SEC Sues Tesla CEO Elon Musk: What Happens Next?

Elon Musk’s controversial tweet about taking Tesla Inc. (TSLA) private could force him to step down as the CEO and chair of the electric-car maker, throwing the company that he helped to build into disarray.

On Thursday, the tech entrepreneur was accused by federal regulators of committing fraud after he tweeted last month that he had “funding secured” to buy out the stock. In a lawsuit, the Securities and Exchange Commission (SEC) said Musk “knew that he had never discussed a going-private transaction at $420 per share with any potential funding source,” adding that the statements and omissions of fact misled and harmed investors. Musk is also facing financial penalties.(See more: U.S. SEC Sues Tesla CEO Musk, Alleges Fraud Over Tweets)

Settlement and Potential Criminal Case

Most experts believe that a settlement is the most likely outcome of such charges. On Thursday night The Wall Street Journal citing unnamed sources reported that the SEC initially sought to reach an early settlement, but Musk and his lawyers made a last-minute decision to fight the case. That's when federal regulators hurriedly composed and filed the complaint threatening to prevent him for serving as an executive or director of publicly traded companies, one of the most serious punishments the agency can impose against a corporate executive.

Musk could now be forced to negotiate a settlement and possibly agree to step down, remain at the firm in a less powerful position or take a leave of absence.

"He can face a number of penalties ... he can have fines imposed against him, he can effectively be barred for a period of time or permanently from serving as a principal officer or a director of a public company," former SEC Chair Harvey Pitt told CNBC.

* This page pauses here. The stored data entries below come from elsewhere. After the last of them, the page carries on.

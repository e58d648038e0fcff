use crate::audit::AuditSink;
use crate::database::postgres::PostgresDatabase;
use crate::error::{DamError, Result};
use daminform_model::{ReleaseStatus, Severity};
use std::sync::Arc;
use tracing::{debug, error};

/// Table name recorded on lock rows; locks are scoped per table so the
/// same identity can in principle be locked for different record kinds.
const ASSET_TABLE: &str = "asset";

/// Postgres `unique_violation`.
const UNIQUE_VIOLATION: &str = "23505";

/// Advisory per-asset locking around external refresh operations.
///
/// The lock is the existence of a row: acquisition is made atomic by the
/// store's uniqueness constraint on (ticket, tablename, ident), not by any
/// application-level mutex. Nothing stops a collaborator that ignores the
/// lock table from mutating the asset directly, and there is no expiry; an
/// abandoned lock is cleared out-of-band.
pub struct LockManager {
    db: PostgresDatabase,
    audit: Arc<dyn AuditSink>,
}

impl LockManager {
    pub fn new(db: PostgresDatabase, audit: Arc<dyn AuditSink>) -> Self {
        Self { db, audit }
    }

    /// Take the refresh lock for an asset. Fails with
    /// [`DamError::LockWrite`] when the identity already holds a lock
    /// (uniqueness violation); there is no blocking or waiting.
    pub async fn acquire_refresh_lock(
        &self,
        ticket: &str,
        ident: &str,
        label: &str,
    ) -> Result<()> {
        debug!("acquiring refresh lock for {ident} ({ticket})");

        let result = sqlx::query(
            r#"
            INSERT INTO public."lock" (ticket, tablename, ident)
            VALUES ($1, $2, $3)
            "#,
        )
        .bind(ticket)
        .bind(ASSET_TABLE)
        .bind(ident)
        .execute(self.db.pool())
        .await;

        if let Err(e) = result {
            let err = acquire_failure(ident, &e);
            self.audit
                .record(
                    &format!("Problems locking {label} [{ident}] : {err}"),
                    ticket,
                    Severity::Error,
                )
                .await;
            return Err(err);
        }

        self.audit
            .record(
                &format!("Locked {label} [{ident}] for refresh"),
                ticket,
                Severity::Info,
            )
            .await;
        Ok(())
    }

    /// Release the refresh lock for an asset: reset the asset's staleness
    /// flags (modified off, is-latest on, matched case-insensitively) and
    /// delete the lock row. Both mutations commit in one transaction, so a
    /// failure leaves neither applied; audit entries are written only
    /// after commit.
    pub async fn release_refresh_lock(
        &self,
        ticket: &str,
        ident: &str,
        label: &str,
    ) -> Result<ReleaseStatus> {
        debug!("releasing refresh lock for {ident} ({ticket})");

        let status = match self.release_in_tx(ticket, ident).await {
            Ok(status) => status,
            Err(e) => {
                error!("release of {ident} failed: {e}");
                self.audit
                    .record(
                        &format!(
                            "Problems unlocking {label} [{ident}] : {e}"
                        ),
                        ticket,
                        Severity::Error,
                    )
                    .await;
                return Err(DamError::LockWrite(e.to_string()));
            }
        };

        self.audit
            .record(
                &format!(
                    "Reset modified/is-latest for {label} [{ident}] (matched: {})",
                    status.state_cleared
                ),
                ticket,
                Severity::Info,
            )
            .await;
        self.audit
            .record(
                &format!(
                    "Unlocked {label} [{ident}] (held: {})",
                    status.lock_released
                ),
                ticket,
                Severity::Info,
            )
            .await;

        Ok(status)
    }

    async fn release_in_tx(
        &self,
        ticket: &str,
        ident: &str,
    ) -> std::result::Result<ReleaseStatus, sqlx::Error> {
        let mut tx = self.db.pool().begin().await?;

        let cleared = sqlx::query(
            r#"
            UPDATE public.asset
            SET modified = FALSE, islatest = TRUE
            WHERE LOWER(filename) = LOWER($1) AND LOWER(ticket) = LOWER($2)
            "#,
        )
        .bind(ident)
        .bind(ticket)
        .execute(&mut *tx)
        .await?;

        let deleted = sqlx::query(
            r#"
            DELETE FROM public."lock"
            WHERE ticket = $1 AND tablename = $2 AND ident = $3
            "#,
        )
        .bind(ticket)
        .bind(ASSET_TABLE)
        .bind(ident)
        .execute(&mut *tx)
        .await?;

        tx.commit().await?;

        Ok(ReleaseStatus {
            state_cleared: cleared.rows_affected() > 0,
            lock_released: deleted.rows_affected() > 0,
        })
    }
}

/// Map an acquire failure into the lock-write error kind. A uniqueness
/// violation means the identity already holds a lock; the protocol has no
/// blocking, so that surfaces as a plain failure to the caller.
fn acquire_failure(ident: &str, err: &sqlx::Error) -> DamError {
    if is_unique_violation(err) {
        DamError::LockWrite(format!("lock already held for {ident}"))
    } else {
        DamError::LockWrite(err.to_string())
    }
}

fn is_unique_violation(err: &sqlx::Error) -> bool {
    matches!(
        err,
        sqlx::Error::Database(db) if db.code().as_deref() == Some(UNIQUE_VIOLATION)
    )
}

#[cfg(test)]
mod tests {
    use super::*;
    use std::borrow::Cow;
    use std::fmt;

    #[derive(Debug)]
    struct StubDbError {
        code: &'static str,
    }

    impl fmt::Display for StubDbError {
        fn fmt(&self, f: &mut fmt::Formatter<'_>) -> fmt::Result {
            write!(f, "database error {}", self.code)
        }
    }

    impl std::error::Error for StubDbError {}

    impl sqlx::error::DatabaseError for StubDbError {
        fn message(&self) -> &str {
            "stub database error"
        }

        fn code(&self) -> Option<Cow<'_, str>> {
            Some(Cow::Borrowed(self.code))
        }

        fn kind(&self) -> sqlx::error::ErrorKind {
            sqlx::error::ErrorKind::Other
        }

        fn as_error(&self) -> &(dyn std::error::Error + Send + Sync + 'static) {
            self
        }

        fn as_error_mut(
            &mut self,
        ) -> &mut (dyn std::error::Error + Send + Sync + 'static) {
            self
        }

        fn into_error(
            self: Box<Self>,
        ) -> Box<dyn std::error::Error + Send + Sync + 'static> {
            self
        }
    }

    fn db_error(code: &'static str) -> sqlx::Error {
        sqlx::Error::Database(Box::new(StubDbError { code }))
    }

    #[test]
    fn test_duplicate_acquire_maps_to_lock_write() {
        let err = acquire_failure("sepsis panel.oet", &db_error("23505"));
        match err {
            DamError::LockWrite(detail) => {
                assert!(detail.contains("already held"));
                assert!(detail.contains("sepsis panel.oet"));
            }
            other => panic!("expected LockWrite, got {other:?}"),
        }
    }

    #[test]
    fn test_other_write_failures_keep_their_detail() {
        let err = acquire_failure("a.oet", &db_error("42P01"));
        match err {
            DamError::LockWrite(detail) => {
                assert!(!detail.contains("already held"));
            }
            other => panic!("expected LockWrite, got {other:?}"),
        }
    }

    #[test]
    fn test_is_unique_violation_checks_the_code() {
        assert!(is_unique_violation(&db_error("23505")));
        assert!(!is_unique_violation(&db_error("23503")));
        assert!(!is_unique_violation(&sqlx::Error::RowNotFound));
    }
}
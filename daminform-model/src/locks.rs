use serde::{Deserialize, Serialize};

/// Aggregate outcome of a refresh lock release. Both mutations commit
/// together; the flags report whether each statement matched a row, so a
/// release against an unheld lock is visible without being an error.
#[derive(Debug, Clone, Copy, PartialEq, Eq, Serialize, Deserialize)]
pub struct ReleaseStatus {
    /// The asset row had its modified/is-latest flags reset.
    pub state_cleared: bool,
    /// A lock row existed and was deleted.
    pub lock_released: bool,
}

impl ReleaseStatus {
    pub fn is_complete(&self) -> bool {
        self.state_cleared && self.lock_released
    }
}
use crate::config::Config;
use crate::reports;
use axum::{
    Router,
    extract::{Path, State},
    http::StatusCode,
    response::Json,
    routing::{get, post},
};
use daminform_core::{
    AssetScanner, AuditSink, DamError, DispatchOptions, Dispatcher,
    LockManager, Mailer, PostgresDatabase, Reconciler, RelationshipWalker,
    whereused::DEFAULT_MAX_DEPTH,
};
use daminform_model::{AnomalyReport, ReleaseStatus, WhereUsedReport};
use serde::Deserialize;
use serde_json::{Value, json};
use std::sync::Arc;
use tower_http::trace::TraceLayer;
use tracing::error;

pub struct AppState {
    pub db: PostgresDatabase,
    pub audit: Arc<dyn AuditSink>,
    pub mailer: Arc<dyn Mailer>,
    pub config: Config,
    /// Serializes dispatch runs: the engine requires at most one active
    /// dispatcher process-wide and provides no internal mutex.
    pub dispatch_guard: tokio::sync::Mutex<()>,
}

impl AppState {
    fn lock_manager(&self) -> LockManager {
        LockManager::new(self.db.clone(), self.audit.clone())
    }

    fn reconciler(&self) -> Reconciler {
        Reconciler::new(
            Arc::new(self.db.clone()),
            Arc::new(self.db.clone()),
            self.audit.clone(),
            AssetScanner::new(
                &self.config.asset_extension,
                &self.config.skip_subdir,
            ),
        )
    }

    fn walker(&self) -> RelationshipWalker {
        RelationshipWalker::new(Arc::new(self.db.clone()), self.audit.clone())
    }

    fn dispatcher(&self) -> Dispatcher {
        Dispatcher::new(
            Arc::new(self.db.clone()),
            Arc::new(self.db.clone()),
            self.mailer.clone(),
            self.audit.clone(),
            DispatchOptions {
                from: self.config.mail_from.clone(),
                domain: self.config.mail_domain.clone(),
                subject_prefix: self.config.subject_prefix.clone(),
                manager_addresses: self.config.manager_addresses.clone(),
            },
        )
    }
}

pub fn router(state: Arc<AppState>) -> Router {
    Router::new()
        .route("/health", get(health))
        .route("/api/refresh/start", post(refresh_start))
        .route("/api/refresh/end", post(refresh_end))
        .route("/api/integrity/check", post(integrity_check))
        .route("/api/integrity/fix/{ticket}", post(integrity_fix))
        .route("/api/where-used/{asset_id}", get(where_used))
        .route("/api/dispatch", post(dispatch))
        .route("/reports/notifications", get(reports::notifications))
        .route("/reports/log", get(reports::log))
        .layer(TraceLayer::new_for_http())
        .with_state(state)
}

/// The HTTP contract is binary: an operation succeeds or it does not.
/// Diagnostics live in the audit log, not in response bodies.
pub(crate) fn internal(e: DamError) -> StatusCode {
    error!("request failed: {e}");
    StatusCode::INTERNAL_SERVER_ERROR
}

#[derive(Debug, Deserialize)]
struct RefreshRequest {
    ticket: String,
    asset: String,
    label: String,
}

async fn health() -> Json<Value> {
    Json(json!({
        "status": "ok",
        "version": env!("CARGO_PKG_VERSION"),
    }))
}

async fn refresh_start(
    State(state): State<Arc<AppState>>,
    Json(req): Json<RefreshRequest>,
) -> Result<StatusCode, StatusCode> {
    state
        .lock_manager()
        .acquire_refresh_lock(&req.ticket, &req.asset, &req.label)
        .await
        .map(|_| StatusCode::OK)
        .map_err(internal)
}

async fn refresh_end(
    State(state): State<Arc<AppState>>,
    Json(req): Json<RefreshRequest>,
) -> Result<Json<ReleaseStatus>, StatusCode> {
    state
        .lock_manager()
        .release_refresh_lock(&req.ticket, &req.asset, &req.label)
        .await
        .map(Json)
        .map_err(internal)
}

async fn integrity_check(
    State(state): State<Arc<AppState>>,
) -> Result<Json<Value>, StatusCode> {
    let report = state
        .reconciler()
        .check(&state.config.working_folder)
        .await
        .map_err(internal)?;
    Ok(Json(anomaly_json(&report)))
}

async fn integrity_fix(
    State(state): State<Arc<AppState>>,
    Path(ticket): Path<String>,
) -> Result<Json<Value>, StatusCode> {
    let report = state
        .reconciler()
        .fix(&state.config.working_folder, &ticket)
        .await
        .map_err(internal)?;
    Ok(Json(anomaly_json(&report)))
}

async fn where_used(
    State(state): State<Arc<AppState>>,
    Path(asset_id): Path<i64>,
) -> Result<Json<WhereUsedReport>, StatusCode> {
    state
        .walker()
        .where_used(asset_id, DEFAULT_MAX_DEPTH)
        .await
        .map(Json)
        .map_err(internal)
}

async fn dispatch(
    State(state): State<Arc<AppState>>,
) -> Result<Json<Value>, StatusCode> {
    let _guard = state.dispatch_guard.lock().await;
    let outcome = state.dispatcher().dispatch().await.map_err(internal)?;

    let body = json!({
        "scanned": outcome.scanned,
        "sent": outcome.sent,
        "failed": outcome.failed,
        "cursor": outcome.cursor,
    });
    if outcome.is_complete() {
        Ok(Json(body))
    } else {
        Err(StatusCode::INTERNAL_SERVER_ERROR)
    }
}

fn anomaly_json(report: &AnomalyReport) -> Value {
    json!({
        "count": report.len(),
        "anomalies": report
            .iter()
            .map(|(key, kind)| {
                json!({
                    "ticket": key.ticket(),
                    "filename": key.filename(),
                    "kind": kind.to_string(),
                })
            })
            .collect::<Vec<_>>(),
    })
}
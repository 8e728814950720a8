mod environment;
pub mod error;
mod registry;
mod settings;
mod validate;

pub use crate::environment::Environment;
pub use crate::registry::{Folder, MONITORED_SUFFIX, MonitoredPrefix, Registry, TrackedFile};
pub use crate::settings::{Branches, GitHubConfig, StoreConfig, SyncConfig};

Pitt added that Musk could also face jail time and additional fines if he is found guilty in a second case recently opened by the Department of Justice. While the SEC investigations are civil, the DOJ files criminal charges and the two often work in tandem. The New York Times' James Stewart told CNBC that the emphasis on Musk's obsession with short sellers in the SEC's complaint "is laying the groundwork for a motive and a potential criminal case." (See also: Tesla is Facing a Criminal Investigation. What Does It Mean?)

Tesla Hurting

Though Tesla was not named as a defendant in the case, news that its leader risks being ousted from the company represents a serious blow. As the Journal reported, many analysts agree that Tesla’s $53 billion market value has been driven by Wall Street’s appreciation of Musk as a visionary and innovator.

Should Musk be forced to step down, Tesla could soon find itself out of favor with investors. According to David Whiston, an analyst for Morningstar Research Services, the tech giant might also find it harder to raise much-needed funds. “Without Musk, Tesla is just an auto maker burning too much cash and holding too much debt,” Whiston told the Journal.

Reuters columnists Antony Currie and Gina Chon noted that Tesla shareholders may soon find out what their company is really worth. "Tesla would be depleted without Musk, but also more rationally valued," they wrote.

On the other hand, tech investor and Tesla bull Gene Munster said this may be just what the company needs. "We've been advocating that Elon has a different role — stays at Tesla but different visionary role, non investor-related focus. I think there's an opportunity this will pave the way for some of that," Munster said Thursday on CNBC.

Tesla shares fell 11.92% in pre-market trading. (See also: Tesla Seen Facing Wild 20% Swings Amid Uncertainty.)

How Long Could Musk Be Banned for?

In its filing, the SEC did not provide a specific time frame on how long it wants to prevent Musk from running a public company. Though unlikely, John Coffee, a professor at Columbia Law School, told CNN Money that a judge could issue Musk with a "lifetime" ban.

Charles Whitehead, a professor at Cornell Law School, offered a more positive scenario. Speaking to CNN Money, he said that Musk could reach a settlement that enables him to remain at Tesla, albeit in a lesser role. "Why would the SEC want to harm the company more than the tweet itself?" Whitehead added. "That would be like throwing the baby out with the bathwater."

In a statement distributed by Tesla, Musk said: “This unjustified action by the SEC leaves me deeply saddened and disappointed. I have always taken action in the best interests of truth, transparency and investors. Integrity is the most important value in my life and the facts will show I never compromised this in any way.”

Tesla also issued a statement of its own on Thursday evening in support of Musk. "Tesla and the board of directors are fully confident in Elon, his integrity, and his leadership of the company, which has resulted in the most successful U.S. auto company in over a century. Our focus remains on the continued ramp of Model 3 production and delivering for our customers, shareholders and employees.”